In order to truly understand how your email marketing campaigns are performing individually and holistically, key performance indicators (KPIs) should be tracked to monitor success. With customers no longer on a linear or identical path-to-purchase, prioritizing KPIs with consistency helps keep a high-level view of the data points. This not only provides, but also allows you to strategically adjust and optimize. This will vary depending on businesses but, you should start at a high level before diving deeper. Thinking about what kind of information you are seeking from your audience, the actions you want them to take, and how these impact the customer experience will help guide your efforts for every campaign. 

Below we have outlined KPIs to help as you work to improve your campaigns and resonate with subscribers. Keep in mind: Be sure to have a holistic view of email metrics as well as your digital marketing efforts as a whole to best benchmark for an omnichannel approach.

Open rate

The open rate is how many of your delivered emails were “opened” and is great for gauging the effectiveness of subject lines, monitoring email deliverability, and measuring high-level subscriber engagement. Open rate can also give you insight into your historical brand presence. Open rate can be indicative of how connected your previous messages were to your audience or a sign that subscribers have come to value your brand and trust your messages hold value.

Keep in mind that with Apple’s Mail Privacy Protection (MPP) now in play, the open rate for your Apple Mail users may be inaccurate and unreliable until the market settles. So be careful not to rely too heavily on open rates for overall program success, especially if your audience is largely made up of Apple Mail users.

Click-through rate (CTR)

The click-through rate (CTR) is the percentage of people who opened your email and clicked on at least one link. This is usually the most important metric for marketers but it’s really a starting point for further digging.

CTR is a great view of email engagement and shows the percentage of your audience that’s interested in the email content. This can help you adjust your messaging to add more emphasis on actions that are a higher priority for your business or give you a broader view on what subscribers are most interested in and allow you to add more focus on those actions moving forward. 

Unsubscribe rate

The unsubscribe rate measures how many people opt out of your emails, and in general, you want to aim for less than 1-2% to stay on the good side of deliverability. Depending on your email platform, an unsubscribe may be recorded if a person actually opts out or if they just click your unsubscribe link.

Keeping track of your unsubscribe rate helps you identify email list health and content performance. Also, unsubscribes are not necessarily an indication of poor campaigns but instead, can be used to make sure those who are receiving your emails are not only the right audience but want to hear from you. That being said, giving subscribers the option to opt out and making the process easy builds trust that you value their opinion and your brand experience.

Bounce rate

The email bounce rate is how many of your sent emails bounced—or weren’t delivered—regardless of whether it was a soft bounce, a temporary problem with email addresses, or a hard bounce.

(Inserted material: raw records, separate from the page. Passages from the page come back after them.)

//! Infinite plane.

use lumen_math::{align_zero, Point, Ray, Vector};

use super::points_in_range;
use crate::{GeometryError, GeometryResult};

/// An infinite plane through `point` with a unit `normal`.
#[derive(Debug, Clone, PartialEq)]
pub struct Plane {
    point: Point,
    normal: Vector,
}

impl Plane {
    /// Create a plane from a point and a (not necessarily unit) normal.
    pub fn new(point: Point, normal: Vector) -> GeometryResult<Self> {
        Ok(Self {
            point,
            normal: normal.normalize()?,
        })
    }

    /// Create the plane through three points. The normal follows the
    /// winding `a -> b -> c`.
    pub fn from_points(a: Point, b: Point, c: Point) -> GeometryResult<Self> {
        let normal = (b - a)
            .cross(c - a)
            .normalize()
            .map_err(|_| GeometryError::DegenerateVertices)?;
        Ok(Self { point: a, normal })
    }

    pub fn point(&self) -> Point {
        self.point
    }

    pub fn normal(&self) -> Vector {
        self.normal
    }

    pub fn normal_at(&self, _p: Point) -> Vector {
        self.normal
    }

    /// Ray parameter of the plane crossing, if it lies in front of the origin.
    ///
    /// Rays parallel to the plane and rays starting on it do not cross.
    pub fn crossing(&self, ray: &Ray) -> Option<f64> {
        let nv = align_zero(self.normal.dot(ray.direction()));
        if nv == 0.0 {
            return None;
        }

        let qp = self.point - ray.origin();
        let t = align_zero(self.normal.dot(qp) / nv);
        (t > 0.0).then_some(t)
    }

    pub fn intersect(&self, ray: &Ray, max_distance: f64) -> Vec<Point> {
        match self.crossing(ray) {
            Some(t) => points_in_range(ray, &[t], max_distance),
            None => Vec::new(),
        }
    }
}
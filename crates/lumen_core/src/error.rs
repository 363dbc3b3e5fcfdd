//! Construction-time errors for scene entities.
//!
//! Malformed shapes and lights are rejected when they are built, so a
//! `Scene` never holds an entity that could fail during rendering.

use lumen_math::MathError;
use thiserror::Error;

/// Errors that can occur while constructing geometry.
#[derive(Error, Debug, Clone, PartialEq)]
pub enum GeometryError {
    #[error("Radius must be positive and finite, got {0}")]
    InvalidRadius(f64),

    #[error("Height must be positive and finite, got {0}")]
    InvalidHeight(f64),

    #[error("A polygon needs at least 3 vertices, got {0}")]
    TooFewVertices(usize),

    #[error("The first three vertices are collinear or coincident")]
    DegenerateVertices,

    #[error("Vertex {0} does not lie in the polygon's plane")]
    NotCoplanar(usize),

    #[error("Polygon is not convex or its vertex order is mixed at vertex {0}")]
    NotConvex(usize),

    #[error("Math error: {0}")]
    Math(#[from] MathError),
}

pub type GeometryResult<T> = Result<T, GeometryError>;

/// Errors that can occur while constructing light sources.
#[derive(Error, Debug, Clone, PartialEq)]
pub enum LightError {
    #[error(
        "Attenuation factors must be non-negative and not all zero (kC={kc}, kL={kl}, kQ={kq})"
    )]
    InvalidAttenuation { kc: f64, kl: f64, kq: f64 },

    #[error("Narrow-beam exponent must be non-negative and finite, got {0}")]
    InvalidNarrowBeam(f64),

    #[error("Math error: {0}")]
    Math(#[from] MathError),
}

pub type LightResult<T> = Result<T, LightError>;

/// Errors that can occur while constructing materials.
#[derive(Error, Debug, Clone, PartialEq)]
pub enum MaterialError {
    #[error("Shininess must be non-negative and finite, got {0}")]
    InvalidShininess(f64),
}

pub type MaterialResult<T> = Result<T, MaterialError>;
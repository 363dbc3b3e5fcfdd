use std::path::PathBuf;

use lumen_math::MathError;
use thiserror::Error;

/// Errors that can occur while setting up or running a render.
#[derive(Error, Debug)]
pub enum RenderError {
    #[error("Math error: {0}")]
    Math(#[from] MathError),

    #[error("Invalid camera: {0}")]
    InvalidCamera(String),

    #[error("Pixel ({x}, {y}) is outside the {width}x{height} image")]
    OutOfBounds {
        x: u32,
        y: u32,
        width: u32,
        height: u32,
    },

    #[error("Sink is {sink_width}x{sink_height} but the camera renders {width}x{height}")]
    ResolutionMismatch {
        width: u32,
        height: u32,
        sink_width: u32,
        sink_height: u32,
    },

    #[error("Failed to build render thread pool: {0}")]
    ThreadPool(#[from] rayon::ThreadPoolBuildError),

    #[error("IO error on {path}: {source}")]
    Io {
        path: PathBuf,
        #[source]
        source: std::io::Error,
    },

    #[error("Image encoding error: {0}")]
    Image(#[from] image::ImageError),
}

pub type RenderResult<T> = Result<T, RenderError>;
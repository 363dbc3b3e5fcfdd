/// A closed range of real numbers.
#[derive(Debug, Clone, Copy, PartialEq)]
pub struct Interval {
    pub min: f64,
    pub max: f64,
}

impl Interval {
    /// Create a new interval given min and max values.
    pub fn new(min: f64, max: f64) -> Self {
        Self { min, max }
    }

    /// Returns the size of the interval (max - min).
    pub fn size(&self) -> f64 {
        self.max - self.min
    }

    /// Clamps x to be within the interval [min, max].
    pub fn clamp(&self, x: f64) -> f64 {
        x.clamp(self.min, self.max)
    }

    /// Expands the interval by delta/2 on each side.
    pub fn expand(&self, delta: f64) -> Interval {
        let padding = delta / 2.0;
        Interval::new(self.min - padding, self.max + padding)
    }

    /// Creates an interval that surrounds two other intervals.
    pub fn surrounding(a: &Interval, b: &Interval) -> Interval {
        Interval::new(a.min.min(b.min), a.max.max(b.max))
    }

    /// An empty interval (min > max, contains nothing).
    pub const EMPTY: Interval = Interval {
        min: f64::INFINITY,
        max: f64::NEG_INFINITY,
    };
}

#[cfg(test)]
mod tests {
    use super::*;

    #[test]
    fn test_interval_clamp() {
        let interval = Interval::new(0.0, 255.0);

        assert_eq!(interval.clamp(-5.0), 0.0);
        assert_eq!(interval.clamp(100.0), 100.0);
        assert_eq!(interval.clamp(400.0), 255.0);
    }

    #[test]
    fn test_interval_expand() {
        let expanded = Interval::new(0.0, 10.0).expand(4.0);

        // Expanded by 2.0 on each side (4.0 / 2)
        assert_eq!(expanded.min, -2.0);
        assert_eq!(expanded.max, 12.0);
        assert_eq!(expanded.size(), 14.0);
    }

    #[test]
    fn test_interval_empty() {
        let empty = Interval::EMPTY;

        assert!(empty.min > empty.max);
        assert!(empty.size() < 0.0);

        let merged = Interval::surrounding(&empty, &Interval::new(1.0, 2.0));
        assert_eq!(merged, Interval::new(1.0, 2.0));
    }
}
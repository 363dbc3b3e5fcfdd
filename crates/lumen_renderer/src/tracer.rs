//! Recursive Whitted-style color computation.
//!
//! The color seen along a ray is the local Phong shading at the nearest hit
//! plus light arriving by reflection and refraction, each traced
//! recursively. Recursion stops at a fixed depth or once the accumulated
//! attenuation falls below visibility.

use lumen_core::{GeoPoint, Intersectable, LightSource, Material, Scene};
use lumen_math::{align_zero, is_zero, Coeff3, Color, MathResult, Point, Ray, Vector};

/// Maximum recursion level for color calculation.
pub const MAX_CALC_COLOR_LEVEL: u32 = 10;

/// Attenuation below which a reflection/refraction branch is dropped.
pub const MIN_CALC_COLOR_K: f64 = 0.001;

const INITIAL_K: Coeff3 = Coeff3::ONE;

/// Counters collected while tracing one primary ray.
#[derive(Debug, Clone, Copy, Default, PartialEq, Eq)]
pub struct TraceStats {
    /// Number of shaded hits (calls to the recursive color computation)
    pub calls: usize,
    /// Deepest recursion level reached, 1 being the primary hit
    pub deepest: u32,
}

/// Ray tracer over an immutable scene.
///
/// Holds only a shared reference to the scene, so one tracer can serve
/// every render worker.
#[derive(Debug, Clone, Copy)]
pub struct RayTracer<'s> {
    scene: &'s Scene,
    max_level: u32,
    min_k: f64,
}

impl<'s> RayTracer<'s> {
    pub fn new(scene: &'s Scene) -> Self {
        Self {
            scene,
            max_level: MAX_CALC_COLOR_LEVEL,
            min_k: MIN_CALC_COLOR_K,
        }
    }

    /// Set the recursion cap. A level of 1 disables reflection/refraction.
    pub fn with_max_level(mut self, max_level: u32) -> Self {
        self.max_level = max_level.max(1);
        self
    }

    /// Set the attenuation threshold below which branches are dropped.
    pub fn with_min_k(mut self, min_k: f64) -> Self {
        self.min_k = min_k;
        self
    }

    pub fn scene(&self) -> &'s Scene {
        self.scene
    }

    /// Color seen along `ray`.
    pub fn trace_ray(&self, ray: &Ray) -> MathResult<Color> {
        let mut stats = TraceStats::default();
        self.trace(ray, &mut stats)
    }

    /// Color seen along `ray`, together with recursion counters.
    pub fn trace_ray_with_stats(&self, ray: &Ray) -> MathResult<(Color, TraceStats)> {
        let mut stats = TraceStats::default();
        let color = self.trace(ray, &mut stats)?;
        Ok((color, stats))
    }

    fn trace(&self, ray: &Ray, stats: &mut TraceStats) -> MathResult<Color> {
        match self.scene.find_closest_intersection(ray) {
            None => Ok(self.scene.background()),
            Some(gp) => {
                let color = self.calc_color(&gp, ray, self.max_level, INITIAL_K, stats)?;
                // Ambient light is added once, never through the recursion
                Ok(color + self.scene.ambient_light().intensity())
            }
        }
    }

    fn calc_color(
        &self,
        gp: &GeoPoint<'_>,
        ray: &Ray,
        level: u32,
        k: Coeff3,
        stats: &mut TraceStats,
    ) -> MathResult<Color> {
        stats.calls += 1;
        stats.deepest = stats.deepest.max(self.max_level - level + 1);

        let color = self.calc_local_effects(gp, ray)?;
        if level == 1 {
            return Ok(color);
        }
        Ok(color + self.calc_global_effects(gp, ray, level, k, stats)?)
    }

    fn calc_global_effects(
        &self,
        gp: &GeoPoint<'_>,
        ray: &Ray,
        level: u32,
        k: Coeff3,
        stats: &mut TraceStats,
    ) -> MathResult<Color> {
        let v = ray.direction();
        let n = gp.normal()?;
        let material = gp.geometry.material();

        let reflected = construct_reflected_ray(gp.point, v, n)?;
        let refracted = construct_refracted_ray(gp.point, v, n)?;

        Ok(self.calc_global_effect(&reflected, level, k, material.kr, stats)?
            + self.calc_global_effect(&refracted, level, k, material.kt, stats)?)
    }

    /// One reflection or refraction branch with coefficient `kx`.
    fn calc_global_effect(
        &self,
        ray: &Ray,
        level: u32,
        k: Coeff3,
        kx: Coeff3,
        stats: &mut TraceStats,
    ) -> MathResult<Color> {
        let kkx = k * kx;
        if kkx.lower_than(self.min_k) {
            return Ok(Color::BLACK);
        }

        let Some(gp) = self.scene.find_closest_intersection(ray) else {
            return Ok(self.scene.background() * kx);
        };

        // Grazing hit: no stable shading at a tangent
        if is_zero(gp.normal()?.dot(ray.direction())) {
            return Ok(Color::BLACK);
        }

        Ok(self.calc_color(&gp, ray, level - 1, kkx, stats)? * kx)
    }

    /// Emission plus diffuse and specular light from every unshaded source.
    fn calc_local_effects(&self, gp: &GeoPoint<'_>, ray: &Ray) -> MathResult<Color> {
        let mut color = gp.geometry.emission();

        let v = ray.direction();
        let n = gp.normal()?;
        let nv = align_zero(n.dot(v));
        if nv == 0.0 {
            return Ok(color);
        }

        let material = gp.geometry.material();
        for light in self.scene.lights() {
            let Some(l) = light.direction_at(gp.point) else {
                log::trace!("Skipping light that coincides with {:?}", gp.point);
                continue;
            };

            let nl = align_zero(n.dot(l));
            // sign(nl) == sign(nv): light and viewer on the same side
            if nl * nv > 0.0 && self.unshaded(gp, light, l, n)? {
                let il = light.intensity_at(gp.point);
                color += il * diffuse(material, nl) + il * specular(material, n, l, v);
            }
        }

        Ok(color)
    }

    /// True unless a fully opaque surface lies between `gp` and the light.
    ///
    /// Surfaces with any transparency do not block the light at all.
    fn unshaded(
        &self,
        gp: &GeoPoint<'_>,
        light: &LightSource,
        l: Vector,
        n: Vector,
    ) -> MathResult<bool> {
        let light_ray = Ray::offset(gp.point, -l, n)?;
        let distance = light.distance_to(light_ray.origin());

        let blocked = self
            .scene
            .geometries()
            .find_intersections(&light_ray, distance)
            .iter()
            .any(|hit| hit.geometry.material().is_opaque());

        Ok(!blocked)
    }
}

fn diffuse(material: &Material, nl: f64) -> Coeff3 {
    material.kd.scale(nl.abs())
}

fn specular(material: &Material, n: Vector, l: Vector, v: Vector) -> Coeff3 {
    let r = l.reflect(n);
    let minus_vr = -align_zero(r.dot(v));
    if minus_vr <= 0.0 {
        // Viewer on the far side of the reflected light
        return Coeff3::ZERO;
    }
    material.ks.scale(minus_vr.powf(material.shininess))
}

/// Mirror ray `v - 2(v·n)n`, leaving the surface on the reflected side.
fn construct_reflected_ray(p: Point, v: Vector, n: Vector) -> MathResult<Ray> {
    Ray::offset(p, v.reflect(n), n)
}

/// Transmitted ray: continues along `v`, leaving on the far side.
fn construct_refracted_ray(p: Point, v: Vector, n: Vector) -> MathResult<Ray> {
    Ray::offset(p, v, n)
}
//! Finite cylinder with flat caps.

use lumen_math::{align_zero, Aabb, MathResult, Point, Ray, Vector};

use super::{points_in_range, Plane, Tube};
use crate::{GeometryError, GeometryResult};

/// A tube cut to `height` along its axis and closed by two discs.
///
/// The bottom cap is centered on the axis origin, the top cap `height`
/// further along the axis direction.
#[derive(Debug, Clone, PartialEq)]
pub struct Cylinder {
    tube: Tube,
    height: f64,
    bottom: Plane,
    top: Plane,
    bbox: Aabb,
}

impl Cylinder {
    pub fn new(axis: Ray, radius: f64, height: f64) -> GeometryResult<Self> {
        if !(height > 0.0 && height.is_finite()) {
            return Err(GeometryError::InvalidHeight(height));
        }
        let tube = Tube::new(axis, radius)?;

        let va = axis.direction();
        let bottom_center = axis.origin();
        let top_center = axis.at(height);
        let bottom = Plane::new(bottom_center, -va)?;
        let top = Plane::new(top_center, va)?;

        let r = Vector::new(radius, radius, radius);
        let bbox = Aabb::from_points(
            bottom_center.min(top_center) - r,
            bottom_center.max(top_center) + r,
        );

        Ok(Self {
            tube,
            height,
            bottom,
            top,
            bbox,
        })
    }

    pub fn height(&self) -> f64 {
        self.height
    }

    pub fn radius(&self) -> f64 {
        self.tube.radius()
    }

    /// Axial coordinate of `p`: 0 at the bottom cap, `height` at the top.
    fn axial(&self, p: Point) -> f64 {
        let axis = self.tube.axis();
        (p - axis.origin()).dot(axis.direction())
    }

    /// Outward unit normal: `∓axis` on the caps, radial on the side.
    pub fn normal_at(&self, p: Point) -> MathResult<Vector> {
        let s = self.axial(p);
        if align_zero(s) == 0.0 {
            Ok(self.bottom.normal())
        } else if align_zero(s - self.height) == 0.0 {
            Ok(self.top.normal())
        } else {
            self.tube.normal_at(p)
        }
    }

    pub fn intersect(&self, ray: &Ray, max_distance: f64) -> Vec<Point> {
        let r2 = self.radius() * self.radius();

        let side = self.tube.crossings(ray).into_iter().filter(|&t| {
            let s = self.axial(ray.at(t));
            align_zero(s) > 0.0 && align_zero(s - self.height) < 0.0
        });

        let caps = [&self.bottom, &self.top].into_iter().filter_map(|cap| {
            let t = cap.crossing(ray)?;
            let offset = ray.at(t) - cap.point();
            (align_zero(offset.length_squared() - r2) < 0.0).then_some(t)
        });

        let mut ts: Vec<f64> = side.chain(caps).collect();
        ts.sort_by(|a, b| a.total_cmp(b));
        points_in_range(ray, &ts, max_distance)
    }

    pub fn bounding_box(&self) -> Aabb {
        self.bbox
    }
}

If your bounce rate is too high, it’s a sign the email addresses on your list are bad, usually due to poor email list hygiene or problematic acquisition sources. If you don’t do something about it right away, this can ultimately hurt your ability to land in the inbox.

Comparing bounce rates against opens is a great way to gauge the quality of your email list and whether you need to dig deeper into figuring out what’s causing problems. 

One way to add a layer of protection to help lower bounce rates is requiring double opt-in. This is a subscription process where a new email address is only added to your email list after the address owner clicks a confirmation link in a subscription activation or opt-in confirmation request email that’s sent to them after they opt in via a form or checkbox.

Conversion rate (CVR)

The email conversion rate measures how many people took an action when opening your email. A conversion could be anything from completing a form, registering for an event, or making a purchase. You may have more than one conversion point in an email, which each need tracked separately.

Conversions are the most indicative of how campaigns are performing, what is resonating with customers, and what’s driving business. However, it’s important to keep the customer journey in perspective. Conversions aren’t always immediate, but that doesn’t mean your efforts have failed! Consumers are being bombarded with ads and emails. Sometimes they need additional messaging, especially if it’s personalized to them specifically, to help push them further down the conversion funnel. 

Some emails lend themselves to direct conversions (e.g. click here to purchase!). But there’s also value in “indirect” conversions, where your email inspires some other interaction with your site or product or captures the subscriber’s attention and directs them to your site, only to take a different action. These are known as assisted conversions and still have great value.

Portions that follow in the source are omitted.